Segment Start: AVAILABLE DATA

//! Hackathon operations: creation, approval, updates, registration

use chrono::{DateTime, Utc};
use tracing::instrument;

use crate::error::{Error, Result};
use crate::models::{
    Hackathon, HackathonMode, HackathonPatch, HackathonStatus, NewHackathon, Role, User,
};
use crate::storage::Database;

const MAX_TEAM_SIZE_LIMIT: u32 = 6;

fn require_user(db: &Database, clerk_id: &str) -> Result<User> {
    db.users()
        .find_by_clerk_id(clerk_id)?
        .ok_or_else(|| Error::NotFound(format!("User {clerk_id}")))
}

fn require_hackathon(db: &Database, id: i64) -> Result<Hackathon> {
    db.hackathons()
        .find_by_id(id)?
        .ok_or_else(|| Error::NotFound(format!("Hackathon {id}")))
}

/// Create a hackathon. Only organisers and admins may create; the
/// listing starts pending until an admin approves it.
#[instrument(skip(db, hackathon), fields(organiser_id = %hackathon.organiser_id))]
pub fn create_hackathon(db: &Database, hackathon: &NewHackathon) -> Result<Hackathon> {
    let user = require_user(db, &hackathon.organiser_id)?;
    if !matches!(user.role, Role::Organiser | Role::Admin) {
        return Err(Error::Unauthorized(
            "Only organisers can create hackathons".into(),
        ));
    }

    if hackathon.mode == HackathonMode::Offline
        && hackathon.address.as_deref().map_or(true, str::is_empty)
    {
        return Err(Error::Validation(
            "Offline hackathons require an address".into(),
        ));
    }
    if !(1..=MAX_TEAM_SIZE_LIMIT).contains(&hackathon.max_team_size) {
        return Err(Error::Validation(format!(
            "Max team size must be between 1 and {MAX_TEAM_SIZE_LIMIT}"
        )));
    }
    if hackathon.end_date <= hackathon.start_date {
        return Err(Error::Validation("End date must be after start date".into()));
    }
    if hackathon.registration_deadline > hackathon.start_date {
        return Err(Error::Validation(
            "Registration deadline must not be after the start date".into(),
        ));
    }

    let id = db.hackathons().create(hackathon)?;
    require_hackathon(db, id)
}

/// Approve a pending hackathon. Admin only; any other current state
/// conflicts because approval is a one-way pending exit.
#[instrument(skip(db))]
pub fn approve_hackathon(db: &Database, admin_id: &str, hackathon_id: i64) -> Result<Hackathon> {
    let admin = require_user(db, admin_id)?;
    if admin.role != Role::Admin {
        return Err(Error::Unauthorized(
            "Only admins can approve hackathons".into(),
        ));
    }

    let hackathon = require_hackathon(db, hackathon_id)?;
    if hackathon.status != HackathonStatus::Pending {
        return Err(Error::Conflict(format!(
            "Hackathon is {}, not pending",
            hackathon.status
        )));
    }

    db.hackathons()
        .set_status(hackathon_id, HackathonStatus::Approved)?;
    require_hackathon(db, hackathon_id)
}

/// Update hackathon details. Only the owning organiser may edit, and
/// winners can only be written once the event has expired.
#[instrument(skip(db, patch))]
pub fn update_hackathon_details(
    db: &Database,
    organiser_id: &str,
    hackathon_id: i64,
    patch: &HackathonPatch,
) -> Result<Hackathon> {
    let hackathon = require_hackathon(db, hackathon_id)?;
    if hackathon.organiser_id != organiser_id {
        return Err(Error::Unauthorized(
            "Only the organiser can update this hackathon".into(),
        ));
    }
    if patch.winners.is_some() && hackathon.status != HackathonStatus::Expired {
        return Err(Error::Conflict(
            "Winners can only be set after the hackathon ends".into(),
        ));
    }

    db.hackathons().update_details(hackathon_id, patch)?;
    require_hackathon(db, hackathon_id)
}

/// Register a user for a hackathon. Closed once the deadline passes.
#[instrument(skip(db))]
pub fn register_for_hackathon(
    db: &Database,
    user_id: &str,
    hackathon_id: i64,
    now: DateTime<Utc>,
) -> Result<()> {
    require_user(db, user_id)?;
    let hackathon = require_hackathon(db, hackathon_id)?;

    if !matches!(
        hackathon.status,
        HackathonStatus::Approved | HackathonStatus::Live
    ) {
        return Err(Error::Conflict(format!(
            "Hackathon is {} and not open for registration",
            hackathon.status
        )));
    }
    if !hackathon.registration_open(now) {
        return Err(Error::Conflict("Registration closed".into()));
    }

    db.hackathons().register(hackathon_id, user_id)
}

Segment End: AVAILABLE DATA
Segment Start: AVAILABLE DATA

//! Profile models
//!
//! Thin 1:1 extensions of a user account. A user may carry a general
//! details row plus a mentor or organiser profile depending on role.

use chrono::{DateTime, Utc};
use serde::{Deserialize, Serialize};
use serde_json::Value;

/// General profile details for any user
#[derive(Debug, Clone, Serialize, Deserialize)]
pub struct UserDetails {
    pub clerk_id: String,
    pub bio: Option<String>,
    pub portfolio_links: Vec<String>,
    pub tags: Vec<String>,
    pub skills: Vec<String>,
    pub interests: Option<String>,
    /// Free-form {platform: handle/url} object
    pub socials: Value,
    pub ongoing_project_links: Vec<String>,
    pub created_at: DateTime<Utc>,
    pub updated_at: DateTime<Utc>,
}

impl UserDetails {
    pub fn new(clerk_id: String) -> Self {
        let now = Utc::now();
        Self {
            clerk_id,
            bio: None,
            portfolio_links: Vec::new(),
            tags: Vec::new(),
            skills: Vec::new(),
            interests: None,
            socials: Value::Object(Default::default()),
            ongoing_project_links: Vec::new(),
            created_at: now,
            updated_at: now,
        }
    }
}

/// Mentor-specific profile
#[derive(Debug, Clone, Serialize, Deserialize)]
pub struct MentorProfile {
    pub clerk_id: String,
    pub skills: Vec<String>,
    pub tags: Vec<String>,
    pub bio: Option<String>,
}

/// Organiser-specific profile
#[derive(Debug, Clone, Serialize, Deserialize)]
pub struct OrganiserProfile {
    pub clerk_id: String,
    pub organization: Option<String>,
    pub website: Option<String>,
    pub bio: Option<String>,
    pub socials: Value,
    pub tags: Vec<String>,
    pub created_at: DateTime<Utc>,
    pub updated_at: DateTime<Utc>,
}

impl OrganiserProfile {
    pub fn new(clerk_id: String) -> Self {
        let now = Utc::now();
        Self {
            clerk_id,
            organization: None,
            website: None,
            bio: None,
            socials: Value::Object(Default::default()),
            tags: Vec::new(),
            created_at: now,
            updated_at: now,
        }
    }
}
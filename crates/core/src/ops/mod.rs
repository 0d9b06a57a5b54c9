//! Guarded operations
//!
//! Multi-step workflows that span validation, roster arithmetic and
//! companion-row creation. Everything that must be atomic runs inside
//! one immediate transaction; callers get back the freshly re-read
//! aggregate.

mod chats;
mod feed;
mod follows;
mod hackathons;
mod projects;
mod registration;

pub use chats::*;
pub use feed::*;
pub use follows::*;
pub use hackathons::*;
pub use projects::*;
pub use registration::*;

Segment End: AVAILABLE DATA

Look through the preceding entries for the word "operations". Report how many lines hold it, and only that number.

SOLUTION FOR THIS TASK
2